[MATERIAL SHOWN — start]

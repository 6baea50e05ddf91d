// Copyright 2025 the Understory Authors
// SPDX-License-Identifier: Apache-2.0 OR MIT

//! Room basics.
//!
//! Load a room document, inspect the derived structure, and run a few spatial queries.
//!
//! Run:
//! - `cargo run -p understory_demos --example room_basics`
//! - `RUST_LOG=debug cargo run -p understory_demos --example room_basics` to see load and recompute logs.

use glam::DVec3;
use rand::SeedableRng;
use rand::rngs::StdRng;
use tracing_subscriber::layer::SubscriberExt;
use tracing_subscriber::util::SubscriberInitExt;
use tracing_subscriber::{EnvFilter, fmt};
use understory_anchor::{Anchor, AnchorLabels, LabelFilter};
use understory_room::{AnchorEvent, Room, RoomData};

const LIVING_ROOM: &str = include_str!("../data/living_room.json");

fn main() {
    tracing_subscriber::registry()
        .with(EnvFilter::try_from_default_env().unwrap_or_else(|_| EnvFilter::new("info")))
        .with(fmt::layer())
        .init();

    let data = RoomData::from_json_str(LIVING_ROOM).expect("bundled room parses");
    let mut room = Room::default();
    room.subscribe(|event: AnchorEvent, anchor: &Anchor| {
        tracing::info!(?event, labels = ?anchor.labels, "anchor event");
    });
    room.load_from_data(&data);

    let bounds = room.bounds();
    println!("room {} with {} anchors", room.uuid(), room.len());
    println!("bounds: {:?} .. {:?}", bounds.min, bounds.max);
    println!(
        "walls: {} (closed: {}), edge corners: {:?}",
        room.walls().count(),
        room.walls_closed(),
        room.edges()
    );
    assert!(room.walls_closed(), "living room walls form a loop");

    // Containment.
    for p in [DVec3::new(1.0, 1.0, 1.0), DVec3::new(6.0, 1.0, 1.0), DVec3::new(1.0, 1.0, 3.0)] {
        println!(
            "{p}: in room {}, in room (ignoring height) {}",
            room.is_position_in_room(p, true),
            room.is_position_in_room(p, false)
        );
    }

    // Look down at the coffee table, then at whatever is behind it.
    let eye = DVec3::new(2.5, 0.8, 1.6);
    let down = DVec3::new(0.0, 1.0, -1.2);
    for hit in room.raycast_all(eye, down, 0.0, LabelFilter::ALL) {
        let labels = room.anchor(hit.anchor).map(|a| a.labels);
        println!("ray hit {labels:?} at {} ({:.2} m)", hit.hit.point, hit.hit.distance);
    }
    let nearest = room
        .raycast(eye, down, 0.0, LabelFilter::excluding(AnchorLabels::TABLE))
        .expect("the floor is always behind the table");
    println!("first non-table hit: {}", nearest.hit.point);

    let probe = DVec3::new(4.6, 2.0, 1.0);
    if let Some(closest) = room.try_get_closest_surface_position(probe, LabelFilter::ALL, 0.0) {
        println!(
            "closest surface to {probe}: {} at {:.2} m",
            closest.point, closest.distance
        );
    }

    if let Some(key) = room.key_wall(0.1) {
        println!("key wall: {:?}", room.anchor(key).map(|a| a.uuid));
    }
    if let Some(largest) = room.largest_surface(AnchorLabels::TABLE | AnchorLabels::COUCH) {
        println!("largest furniture top: {:?}", room.anchor(largest).map(|a| a.labels));
    }

    let mut rng = StdRng::seed_from_u64(42);
    match room.generate_random_position_in_room_from_rng(&mut rng, 0.5, true) {
        Some(p) => println!("random free position: {p}"),
        None => println!("no free position found"),
    }

    let json = room.to_json_string().expect("room serializes");
    println!("round-tripped document is {} bytes", json.len());
}
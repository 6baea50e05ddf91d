// Copyright 2025 the Understory Authors
// SPDX-License-Identifier: Apache-2.0 OR MIT

//! Planar boundaries: a closed polygon in the anchor's local XY plane.

use glam::DVec3;
use kurbo::{BezPath, Line, ParamCurve, ParamCurveNearest, Point, Rect, Shape};

use crate::aabb::Aabb3;
use crate::error::GeometryError;
use crate::geometry::{EDGE_EPSILON, SurfaceGeometry};
use crate::ray::{Hit, Ray, Segment, SurfacePoint};

const NEAREST_ACCURACY: f64 = 1e-9;

/// Closed polygon in local XY. The surface normal is local +Z.
///
/// Winding direction does not matter; self-intersecting outlines use the non-zero rule.
#[derive(Clone, Debug, PartialEq)]
pub struct PlaneBoundary {
    outline: Vec<Point>,
    path: BezPath,
    rect: Rect,
}

impl PlaneBoundary {
    /// Create a boundary from its outline. The closing edge is implicit.
    pub fn new(outline: impl IntoIterator<Item = Point>) -> Result<Self, GeometryError> {
        let outline: Vec<Point> = outline.into_iter().collect();
        if outline.len() < 3 {
            return Err(GeometryError::TooFewVertices {
                count: outline.len(),
            });
        }
        let mut path = BezPath::new();
        path.move_to(outline[0]);
        for p in &outline[1..] {
            path.line_to(*p);
        }
        path.close_path();
        let rect = path.bounding_box();
        Ok(Self {
            outline,
            path,
            rect,
        })
    }

    /// Axis-aligned rectangle boundary.
    pub fn from_rect(rect: Rect) -> Self {
        let outline = [
            Point::new(rect.x0, rect.y0),
            Point::new(rect.x1, rect.y0),
            Point::new(rect.x1, rect.y1),
            Point::new(rect.x0, rect.y1),
        ];
        let mut path = BezPath::new();
        path.move_to(outline[0]);
        for p in &outline[1..] {
            path.line_to(*p);
        }
        path.close_path();
        Self {
            outline: outline.to_vec(),
            path,
            rect: rect.abs(),
        }
    }

    /// Outline vertices in order.
    pub fn outline(&self) -> &[Point] {
        &self.outline
    }

    /// Bounding rectangle of the outline.
    pub fn rect(&self) -> Rect {
        self.rect
    }

    /// Enclosed area (unsigned).
    pub fn area(&self) -> f64 {
        self.path.area().abs()
    }

    /// Area centroid. Falls back to the vertex average for zero-area outlines.
    pub fn centroid(&self) -> Point {
        let mut twice_area = 0.0;
        let (mut cx, mut cy) = (0.0, 0.0);
        for line in self.edges() {
            let (p, q) = (line.p0, line.p1);
            let cross = p.x * q.y - q.x * p.y;
            twice_area += cross;
            cx += (p.x + q.x) * cross;
            cy += (p.y + q.y) * cross;
        }
        if twice_area.abs() <= f64::EPSILON {
            #[allow(
                clippy::cast_precision_loss,
                reason = "Outlines have a handful of vertices."
            )]
            let n = self.outline.len() as f64;
            let sum = self
                .outline
                .iter()
                .fold(kurbo::Vec2::ZERO, |acc, p| acc + p.to_vec2());
            return (sum / n).to_point();
        }
        Point::new(cx / (3.0 * twice_area), cy / (3.0 * twice_area))
    }

    /// Outline edges, including the closing edge.
    pub fn edges(&self) -> impl Iterator<Item = Line> + '_ {
        let next = self.outline.iter().cycle().skip(1);
        self.outline
            .iter()
            .zip(next)
            .map(|(a, b)| Line::new(*a, *b))
    }

    /// Distance from `pt` to the outline.
    pub fn distance_to_outline(&self, pt: Point) -> f64 {
        self.edges()
            .map(|l| l.nearest(pt, NEAREST_ACCURACY).distance_sq)
            .fold(f64::INFINITY, f64::min)
            .sqrt()
    }

    /// 2D containment. Points on the outline, or within `tolerance` of it, are inside.
    pub fn contains_2d(&self, pt: Point, tolerance: f64) -> bool {
        if self.path.winding(pt) != 0 {
            return true;
        }
        self.distance_to_outline(pt) <= tolerance.max(0.0) + EDGE_EPSILON
    }

    fn nearest_outline_point(&self, pt: Point) -> Point {
        let mut best = (f64::INFINITY, self.outline[0]);
        for line in self.edges() {
            let nearest = line.nearest(pt, NEAREST_ACCURACY);
            if nearest.distance_sq < best.0 {
                best = (nearest.distance_sq, line.eval(nearest.t));
            }
        }
        best.1
    }
}

fn lift(p: Point) -> DVec3 {
    DVec3::new(p.x, p.y, 0.0)
}

impl SurfaceGeometry for PlaneBoundary {
    fn contains(&self, p: DVec3, test_vertical: bool, tolerance: f64) -> bool {
        if test_vertical && p.z.abs() > tolerance.max(0.0) + EDGE_EPSILON {
            return false;
        }
        self.contains_2d(Point::new(p.x, p.y), tolerance)
    }

    fn raycast(&self, ray: &Ray, max_distance: f64) -> Option<Hit> {
        let dz = ray.direction.z;
        if dz.abs() <= f64::EPSILON {
            return None;
        }
        let t = -ray.origin.z / dz;
        if t < 0.0 || t > max_distance {
            return None;
        }
        let point = ray.at(t);
        if !self.contains_2d(Point::new(point.x, point.y), 0.0) {
            return None;
        }
        let normal = if dz < 0.0 { DVec3::Z } else { DVec3::NEG_Z };
        Some(Hit {
            point: DVec3::new(point.x, point.y, 0.0),
            normal,
            distance: t,
        })
    }

    fn nearest_point(&self, p: DVec3) -> SurfacePoint {
        let pt = Point::new(p.x, p.y);
        let on_plane = if self.path.winding(pt) != 0 {
            DVec3::new(p.x, p.y, 0.0)
        } else {
            lift(self.nearest_outline_point(pt))
        };
        SurfacePoint {
            point: on_plane,
            distance: on_plane.distance(p),
        }
    }

    fn nearest_edge(&self, p: DVec3) -> Option<Segment> {
        let pt = Point::new(p.x, p.y);
        self.edges()
            .map(|l| (l.nearest(pt, NEAREST_ACCURACY).distance_sq, l))
            .min_by(|a, b| a.0.total_cmp(&b.0))
            .map(|(_, l)| Segment::new(lift(l.p0), lift(l.p1)))
    }

    fn local_bounds(&self) -> Aabb3 {
        Aabb3::new(
            DVec3::new(self.rect.x0, self.rect.y0, 0.0),
            DVec3::new(self.rect.x1, self.rect.y1, 0.0),
        )
    }
}

#[cfg(test)]
mod tests {
    use super::*;

    fn square() -> PlaneBoundary {
        PlaneBoundary::from_rect(Rect::new(-1.0, -1.0, 1.0, 1.0))
    }

    #[test]
    fn rejects_degenerate_outline() {
        let err = PlaneBoundary::new([Point::ZERO, Point::new(1.0, 0.0)]).unwrap_err();
        assert_eq!(err, GeometryError::TooFewVertices { count: 2 });
    }

    #[test]
    fn boundary_points_are_inside_and_on_surface() {
        let b = square();
        for pt in [
            Point::new(1.0, 0.0),
            Point::new(-1.0, -1.0),
            Point::new(0.25, 1.0),
        ] {
            let p = DVec3::new(pt.x, pt.y, 0.0);
            assert!(b.contains(p, true, 0.0), "{pt:?} should be inside");
            assert!(b.nearest_point(p).distance < 1e-9);
        }
    }

    #[test]
    fn vertical_test_uses_tolerance() {
        let b = square();
        let above = DVec3::new(0.0, 0.0, 0.05);
        assert!(b.contains(above, false, 0.0));
        assert!(!b.contains(above, true, 0.0));
        assert!(b.contains(above, true, 0.1));
    }

    #[test]
    fn area_and_centroid() {
        let l_shape = PlaneBoundary::new([
            Point::new(0.0, 0.0),
            Point::new(2.0, 0.0),
            Point::new(2.0, 1.0),
            Point::new(1.0, 1.0),
            Point::new(1.0, 2.0),
            Point::new(0.0, 2.0),
        ])
        .unwrap();
        assert!((l_shape.area() - 3.0).abs() < 1e-12);
        let c = l_shape.centroid();
        assert!((c.x - 5.0 / 6.0).abs() < 1e-12);
        assert!((c.y - 5.0 / 6.0).abs() < 1e-12);
        assert!(!l_shape.contains_2d(Point::new(1.5, 1.5), 0.0));
    }

    #[test]
    fn raycast_is_two_sided() {
        let b = square();
        let down = Ray::new(DVec3::new(0.5, 0.5, 2.0), DVec3::NEG_Z).unwrap();
        let hit = b.raycast(&down, f64::INFINITY).unwrap();
        assert!((hit.distance - 2.0).abs() < 1e-12);
        assert_eq!(hit.normal, DVec3::Z);

        let up = Ray::new(DVec3::new(0.5, 0.5, -1.0), DVec3::Z).unwrap();
        assert_eq!(b.raycast(&up, f64::INFINITY).unwrap().normal, DVec3::NEG_Z);

        assert!(b.raycast(&down, 1.0).is_none(), "max distance is respected");
        let miss = Ray::new(DVec3::new(3.0, 0.0, 1.0), DVec3::NEG_Z).unwrap();
        assert!(b.raycast(&miss, f64::INFINITY).is_none());
    }

    #[test]
    fn nearest_point_outside_outline() {
        let b = square();
        let sp = b.nearest_point(DVec3::new(3.0, 0.0, 4.0));
        assert!(sp.point.abs_diff_eq(DVec3::new(1.0, 0.0, 0.0), 1e-9));
        assert!((sp.distance - 20.0_f64.sqrt()).abs() < 1e-9);

        let edge = b.nearest_edge(DVec3::new(0.0, -3.0, 0.0)).unwrap();
        assert_eq!(edge.start.y, -1.0);
        assert_eq!(edge.end.y, -1.0);
    }
}
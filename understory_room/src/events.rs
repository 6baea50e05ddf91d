// Copyright 2025 the Understory Authors
// SPDX-License-Identifier: Apache-2.0 OR MIT

//! Anchor lifecycle notifications.

use understory_anchor::Anchor;

use crate::room::AnchorId;

/// What happened to an anchor.
#[derive(Copy, Clone, Debug, PartialEq, Eq, Hash)]
pub enum AnchorEvent {
    /// The anchor was added to the room.
    Created(AnchorId),
    /// The anchor's labels, pose or geometry changed. The id is unchanged.
    Updated(AnchorId),
    /// The anchor was removed. The id is stale once the mutating call returns.
    Removed(AnchorId),
}

impl AnchorEvent {
    /// The affected anchor.
    pub fn anchor(self) -> AnchorId {
        match self {
            Self::Created(id) | Self::Updated(id) | Self::Removed(id) => id,
        }
    }
}

/// Receives [`AnchorEvent`]s synchronously, before the mutating call returns.
///
/// Closures taking `(AnchorEvent, &Anchor)` implement this trait.
pub trait RoomObserver {
    /// Called once per affected anchor. `anchor` is the state after creation or update, or the
    /// state being dropped on removal.
    fn on_anchor_event(&mut self, event: AnchorEvent, anchor: &Anchor);
}

impl<F: FnMut(AnchorEvent, &Anchor)> RoomObserver for F {
    fn on_anchor_event(&mut self, event: AnchorEvent, anchor: &Anchor) {
        self(event, anchor);
    }
}

pub(crate) fn emit(observers: &mut [Box<dyn RoomObserver>], event: AnchorEvent, anchor: &Anchor) {
    for observer in observers {
        observer.on_anchor_event(event, anchor);
    }
}
// Copyright 2025 the Understory Authors
// SPDX-License-Identifier: Apache-2.0 OR MIT

//! Planning which asset goes on which anchor, and with what pose and scale.
//!
//! Nothing is instantiated here: the plan is handed to whatever layer owns scene objects.

use std::collections::HashMap;

use glam::DVec3;
use rand::Rng;
use tracing::trace;
use understory_anchor::{Anchor, AnchorGeometry, AnchorLabels, Pose};

use crate::room::{AnchorId, Room};

/// How an asset is fitted to its anchor.
#[derive(Copy, Clone, Debug, Default, PartialEq, Eq, Hash)]
pub enum ScalingMode {
    /// Scale each axis independently to match the anchor.
    #[default]
    Stretch,
    /// Scale all axes by the smallest per-axis factor.
    UniformScaling,
    /// Scale X and Y by their smaller factor; Z matches the anchor.
    UniformXyScale,
    /// Keep the asset's native size.
    NoScaling,
}

/// An asset and its native bounding size (X width, Y depth, Z height).
#[derive(Clone, Debug, PartialEq)]
pub struct SpawnAsset {
    /// Asset name, opaque to the room.
    pub name: String,
    /// Native size.
    pub size: DVec3,
}

/// Candidate assets for one label.
#[derive(Clone, Debug, Default, PartialEq)]
pub struct SpawnGroup {
    /// One is picked at random per anchor.
    pub assets: Vec<SpawnAsset>,
    /// Fitting rule.
    pub scaling: ScalingMode,
}

/// What fills an anchor.
#[derive(Clone, Debug, PartialEq, Eq)]
pub enum SpawnSource {
    /// A named asset from a [`SpawnGroup`].
    Asset(String),
    /// Geometry generated from the anchor itself.
    Procedural,
}

/// One planned object.
#[derive(Clone, Debug, PartialEq)]
pub struct InteriorPlacement {
    /// The anchor filled.
    pub anchor: AnchorId,
    /// What fills it.
    pub source: SpawnSource,
    /// World pose: volume bottom center or plane center, with the anchor's rotation.
    pub pose: Pose,
    /// Per-axis scale applied to the asset.
    pub scale: DVec3,
}

fn ratio(target: f64, native: f64) -> f64 {
    if native > f64::EPSILON && target > f64::EPSILON {
        target / native
    } else {
        1.0
    }
}

fn fit(extent: DVec3, native: DVec3, scaling: ScalingMode) -> DVec3 {
    let raw = DVec3::new(
        ratio(extent.x, native.x),
        ratio(extent.y, native.y),
        ratio(extent.z, native.z),
    );
    match scaling {
        ScalingMode::Stretch => raw,
        ScalingMode::UniformScaling => {
            let s = if extent.z > f64::EPSILON {
                raw.min_element()
            } else {
                raw.x.min(raw.y)
            };
            DVec3::splat(s)
        }
        ScalingMode::UniformXyScale => {
            let s = raw.x.min(raw.y);
            DVec3::new(s, s, raw.z)
        }
        ScalingMode::NoScaling => DVec3::ONE,
    }
}

/// Placement frame and local extent of an anchor.
fn frame(anchor: &Anchor) -> (Pose, DVec3) {
    match &anchor.geometry {
        AnchorGeometry::Volume(volume) => (
            Pose::new(
                anchor.pose.transform_point(volume.bottom_center()),
                anchor.pose.rotation,
            ),
            volume.size(),
        ),
        AnchorGeometry::Plane(plane) => {
            let rect = plane.rect();
            (
                Pose::new(
                    anchor.surface_center().unwrap_or(anchor.pose.translation),
                    anchor.pose.rotation,
                ),
                DVec3::new(rect.width(), rect.height(), 0.0),
            )
        }
        AnchorGeometry::Mesh(_) => (anchor.pose, DVec3::ZERO),
    }
}

impl Room {
    /// [`Room::plan_interior_from_rng`] with the thread-local generator.
    pub fn plan_interior(
        &self,
        groups: &HashMap<AnchorLabels, SpawnGroup>,
        fallback_to_procedural: bool,
    ) -> Vec<InteriorPlacement> {
        self.plan_interior_from_rng(&mut rand::thread_rng(), groups, fallback_to_procedural)
    }

    /// Plan one object per anchor.
    ///
    /// The group is looked up by each of the anchor's labels in bit order; the first label with
    /// a non-empty group wins. Anchors without a group get a procedural placement when
    /// `fallback_to_procedural` is set and are skipped otherwise. The global mesh is only
    /// filled when its label is mapped.
    pub fn plan_interior_from_rng<R: Rng + ?Sized>(
        &self,
        rng: &mut R,
        groups: &HashMap<AnchorLabels, SpawnGroup>,
        fallback_to_procedural: bool,
    ) -> Vec<InteriorPlacement> {
        let mut plan = Vec::new();
        for (id, anchor) in self.anchors() {
            let group = anchor
                .labels
                .iter()
                .filter_map(|label| groups.get(&label))
                .find(|group| !group.assets.is_empty());
            let (pose, extent) = frame(anchor);
            let placement = match group {
                Some(group) => {
                    let asset = &group.assets[rng.gen_range(0..group.assets.len())];
                    InteriorPlacement {
                        anchor: id,
                        source: SpawnSource::Asset(asset.name.clone()),
                        pose,
                        scale: fit(extent, asset.size, group.scaling),
                    }
                }
                None if fallback_to_procedural
                    && !anchor.has_any_label(AnchorLabels::GLOBAL_MESH) =>
                {
                    InteriorPlacement {
                        anchor: id,
                        source: SpawnSource::Procedural,
                        pose,
                        scale: DVec3::ONE,
                    }
                }
                None => continue,
            };
            trace!(anchor = ?id, source = ?placement.source, "planned interior object");
            plan.push(placement);
        }
        plan
    }
}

[MATERIAL SHOWN — finish]

- [WORK INSTRUCTIONS]: Which of the lines above include the string "RoomData"? Pick them out and copy them.

- [RESULT]:
use understory_room::{AnchorEvent, Room, RoomData};
    let data = RoomData::from_json_str(LIVING_ROOM).expect("bundled room parses");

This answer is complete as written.